:: WHAT IS EXPECTED ::
The complete set of records below must be repeated precisely as given.

————————

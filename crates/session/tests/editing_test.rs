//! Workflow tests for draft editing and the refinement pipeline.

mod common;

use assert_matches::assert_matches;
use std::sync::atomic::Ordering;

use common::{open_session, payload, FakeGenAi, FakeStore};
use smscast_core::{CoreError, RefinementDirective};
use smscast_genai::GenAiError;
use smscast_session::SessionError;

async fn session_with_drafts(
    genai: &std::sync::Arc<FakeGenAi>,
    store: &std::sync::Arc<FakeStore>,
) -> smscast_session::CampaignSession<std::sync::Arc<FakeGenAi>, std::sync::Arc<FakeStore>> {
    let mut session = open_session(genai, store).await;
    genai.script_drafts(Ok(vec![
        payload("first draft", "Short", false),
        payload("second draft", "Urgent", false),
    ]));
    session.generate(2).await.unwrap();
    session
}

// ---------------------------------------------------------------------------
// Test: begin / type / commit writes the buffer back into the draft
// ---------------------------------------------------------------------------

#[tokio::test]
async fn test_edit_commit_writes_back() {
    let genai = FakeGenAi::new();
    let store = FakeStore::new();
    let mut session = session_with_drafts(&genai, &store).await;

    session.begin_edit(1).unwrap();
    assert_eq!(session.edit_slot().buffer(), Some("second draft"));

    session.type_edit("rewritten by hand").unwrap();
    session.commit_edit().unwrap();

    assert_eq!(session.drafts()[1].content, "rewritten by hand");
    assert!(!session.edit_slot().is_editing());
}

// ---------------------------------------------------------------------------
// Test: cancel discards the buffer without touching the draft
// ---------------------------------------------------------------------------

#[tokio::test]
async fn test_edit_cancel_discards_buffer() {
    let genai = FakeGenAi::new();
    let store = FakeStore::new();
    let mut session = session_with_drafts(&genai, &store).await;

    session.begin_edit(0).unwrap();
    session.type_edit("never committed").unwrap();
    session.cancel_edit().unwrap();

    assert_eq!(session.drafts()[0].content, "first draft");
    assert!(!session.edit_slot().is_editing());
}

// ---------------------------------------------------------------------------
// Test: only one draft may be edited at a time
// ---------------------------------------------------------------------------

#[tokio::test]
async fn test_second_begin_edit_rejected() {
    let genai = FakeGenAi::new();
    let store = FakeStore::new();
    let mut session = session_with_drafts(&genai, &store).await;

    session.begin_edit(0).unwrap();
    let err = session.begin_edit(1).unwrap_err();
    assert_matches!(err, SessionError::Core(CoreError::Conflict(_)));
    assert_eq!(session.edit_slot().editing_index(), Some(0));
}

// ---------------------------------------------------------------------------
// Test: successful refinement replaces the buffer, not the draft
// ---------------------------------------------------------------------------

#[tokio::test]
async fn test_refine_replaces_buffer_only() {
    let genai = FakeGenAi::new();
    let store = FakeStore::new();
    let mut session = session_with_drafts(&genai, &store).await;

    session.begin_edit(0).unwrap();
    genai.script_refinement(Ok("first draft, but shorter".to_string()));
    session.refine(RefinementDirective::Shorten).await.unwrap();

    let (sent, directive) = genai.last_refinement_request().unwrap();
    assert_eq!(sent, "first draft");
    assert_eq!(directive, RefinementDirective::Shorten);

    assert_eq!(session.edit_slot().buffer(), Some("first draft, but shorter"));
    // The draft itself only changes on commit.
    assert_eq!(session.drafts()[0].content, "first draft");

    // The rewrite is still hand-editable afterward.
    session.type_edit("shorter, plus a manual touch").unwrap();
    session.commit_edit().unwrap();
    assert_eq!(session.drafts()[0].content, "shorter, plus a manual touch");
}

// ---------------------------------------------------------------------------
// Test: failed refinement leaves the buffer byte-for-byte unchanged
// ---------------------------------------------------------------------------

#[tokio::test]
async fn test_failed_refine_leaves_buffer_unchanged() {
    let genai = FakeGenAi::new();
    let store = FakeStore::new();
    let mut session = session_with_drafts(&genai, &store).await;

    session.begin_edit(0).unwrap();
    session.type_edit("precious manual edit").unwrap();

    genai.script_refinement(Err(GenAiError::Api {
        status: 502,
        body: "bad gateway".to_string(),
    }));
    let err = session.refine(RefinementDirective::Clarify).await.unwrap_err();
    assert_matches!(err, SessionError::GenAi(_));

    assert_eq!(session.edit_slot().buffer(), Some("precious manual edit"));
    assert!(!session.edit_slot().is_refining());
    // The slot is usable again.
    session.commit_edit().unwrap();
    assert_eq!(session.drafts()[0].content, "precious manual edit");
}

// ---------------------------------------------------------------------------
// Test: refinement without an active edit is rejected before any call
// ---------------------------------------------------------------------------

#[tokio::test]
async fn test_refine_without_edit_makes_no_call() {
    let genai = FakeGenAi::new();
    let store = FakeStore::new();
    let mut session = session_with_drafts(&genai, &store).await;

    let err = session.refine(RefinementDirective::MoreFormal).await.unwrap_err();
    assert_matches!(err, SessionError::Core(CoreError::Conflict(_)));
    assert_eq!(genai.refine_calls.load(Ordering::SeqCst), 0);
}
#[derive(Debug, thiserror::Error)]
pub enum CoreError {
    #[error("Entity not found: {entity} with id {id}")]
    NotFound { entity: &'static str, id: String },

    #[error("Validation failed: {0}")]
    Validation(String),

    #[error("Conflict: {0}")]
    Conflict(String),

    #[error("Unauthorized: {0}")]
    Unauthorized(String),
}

————————

:: RESULT FOR THIS TASK ::
filename crates/session/tests/editing_test.rs
//! Workflow tests for draft editing and the refinement pipeline.

mod common;

use assert_matches::assert_matches;
use std::sync::atomic::Ordering;

use common::{open_session, payload, FakeGenAi, FakeStore};
use smscast_core::{CoreError, RefinementDirective};
use smscast_genai::GenAiError;
use smscast_session::SessionError;

async fn session_with_drafts(
    genai: &std::sync::Arc<FakeGenAi>,
    store: &std::sync::Arc<FakeStore>,
) -> smscast_session::CampaignSession<std::sync::Arc<FakeGenAi>, std::sync::Arc<FakeStore>> {
    let mut session = open_session(genai, store).await;
    genai.script_drafts(Ok(vec![
        payload("first draft", "Short", false),
        payload("second draft", "Urgent", false),
    ]));
    session.generate(2).await.unwrap();
    session
}

// ---------------------------------------------------------------------------
// Test: begin / type / commit writes the buffer back into the draft
// ---------------------------------------------------------------------------

#[tokio::test]
async fn test_edit_commit_writes_back() {
    let genai = FakeGenAi::new();
    let store = FakeStore::new();
    let mut session = session_with_drafts(&genai, &store).await;

    session.begin_edit(1).unwrap();
    assert_eq!(session.edit_slot().buffer(), Some("second draft"));

    session.type_edit("rewritten by hand").unwrap();
    session.commit_edit().unwrap();

    assert_eq!(session.drafts()[1].content, "rewritten by hand");
    assert!(!session.edit_slot().is_editing());
}

// ---------------------------------------------------------------------------
// Test: cancel discards the buffer without touching the draft
// ---------------------------------------------------------------------------

#[tokio::test]
async fn test_edit_cancel_discards_buffer() {
    let genai = FakeGenAi::new();
    let store = FakeStore::new();
    let mut session = session_with_drafts(&genai, &store).await;

    session.begin_edit(0).unwrap();
    session.type_edit("never committed").unwrap();
    session.cancel_edit().unwrap();

    assert_eq!(session.drafts()[0].content, "first draft");
    assert!(!session.edit_slot().is_editing());
}

// ---------------------------------------------------------------------------
// Test: only one draft may be edited at a time
// ---------------------------------------------------------------------------

#[tokio::test]
async fn test_second_begin_edit_rejected() {
    let genai = FakeGenAi::new();
    let store = FakeStore::new();
    let mut session = session_with_drafts(&genai, &store).await;

    session.begin_edit(0).unwrap();
    let err = session.begin_edit(1).unwrap_err();
    assert_matches!(err, SessionError::Core(CoreError::Conflict(_)));
    assert_eq!(session.edit_slot().editing_index(), Some(0));
}

// ---------------------------------------------------------------------------
// Test: successful refinement replaces the buffer, not the draft
// ---------------------------------------------------------------------------

#[tokio::test]
async fn test_refine_replaces_buffer_only() {
    let genai = FakeGenAi::new();
    let store = FakeStore::new();
    let mut session = session_with_drafts(&genai, &store).await;

    session.begin_edit(0).unwrap();
    genai.script_refinement(Ok("first draft, but shorter".to_string()));
    session.refine(RefinementDirective::Shorten).await.unwrap();

    let (sent, directive) = genai.last_refinement_request().unwrap();
    assert_eq!(sent, "first draft");
    assert_eq!(directive, RefinementDirective::Shorten);

    assert_eq!(session.edit_slot().buffer(), Some("first draft, but shorter"));
    // The draft itself only changes on commit.
    assert_eq!(session.drafts()[0].content, "first draft");

    // The rewrite is still hand-editable afterward.
    session.type_edit("shorter, plus a manual touch").unwrap();
    session.commit_edit().unwrap();
    assert_eq!(session.drafts()[0].content, "shorter, plus a manual touch");
}

// ---------------------------------------------------------------------------
// Test: failed refinement leaves the buffer byte-for-byte unchanged
// ---------------------------------------------------------------------------

#[tokio::test]
async fn test_failed_refine_leaves_buffer_unchanged() {
    let genai = FakeGenAi::new();
    let store = FakeStore::new();
    let mut session = session_with_drafts(&genai, &store).await;

    session.begin_edit(0).unwrap();
    session.type_edit("precious manual edit").unwrap();

    genai.script_refinement(Err(GenAiError::Api {
        status: 502,
        body: "bad gateway".to_string(),
    }));
    let err = session.refine(RefinementDirective::Clarify).await.unwrap_err();
    assert_matches!(err, SessionError::GenAi(_));

    assert_eq!(session.edit_slot().buffer(), Some("precious manual edit"));
    assert!(!session.edit_slot().is_refining());
    // The slot is usable again.
    session.commit_edit().unwrap();
    assert_eq!(session.drafts()[0].content, "precious manual edit");
}

// ---------------------------------------------------------------------------
// Test: refinement without an active edit is rejected before any call
// ---------------------------------------------------------------------------

#[tokio::test]
async fn test_refine_without_edit_makes_no_call() {
    let genai = FakeGenAi::new();
    let store = FakeStore::new();
    let mut session = session_with_drafts(&genai, &store).await;

    let err = session.refine(RefinementDirective::MoreFormal).await.unwrap_err();
    assert_matches!(err, SessionError::Core(CoreError::Conflict(_)));
    assert_eq!(genai.refine_calls.load(Ordering::SeqCst), 0);
}
#[derive(Debug, thiserror::Error)]
pub enum CoreError {
    #[error("Entity not found: {entity} with id {id}")]
    NotFound { entity: &'static str, id: String },

    #[error("Validation failed: {0}")]
    Validation(String),

    #[error("Conflict: {0}")]
    Conflict(String),

    #[error("Unauthorized: {0}")]
    Unauthorized(String),
}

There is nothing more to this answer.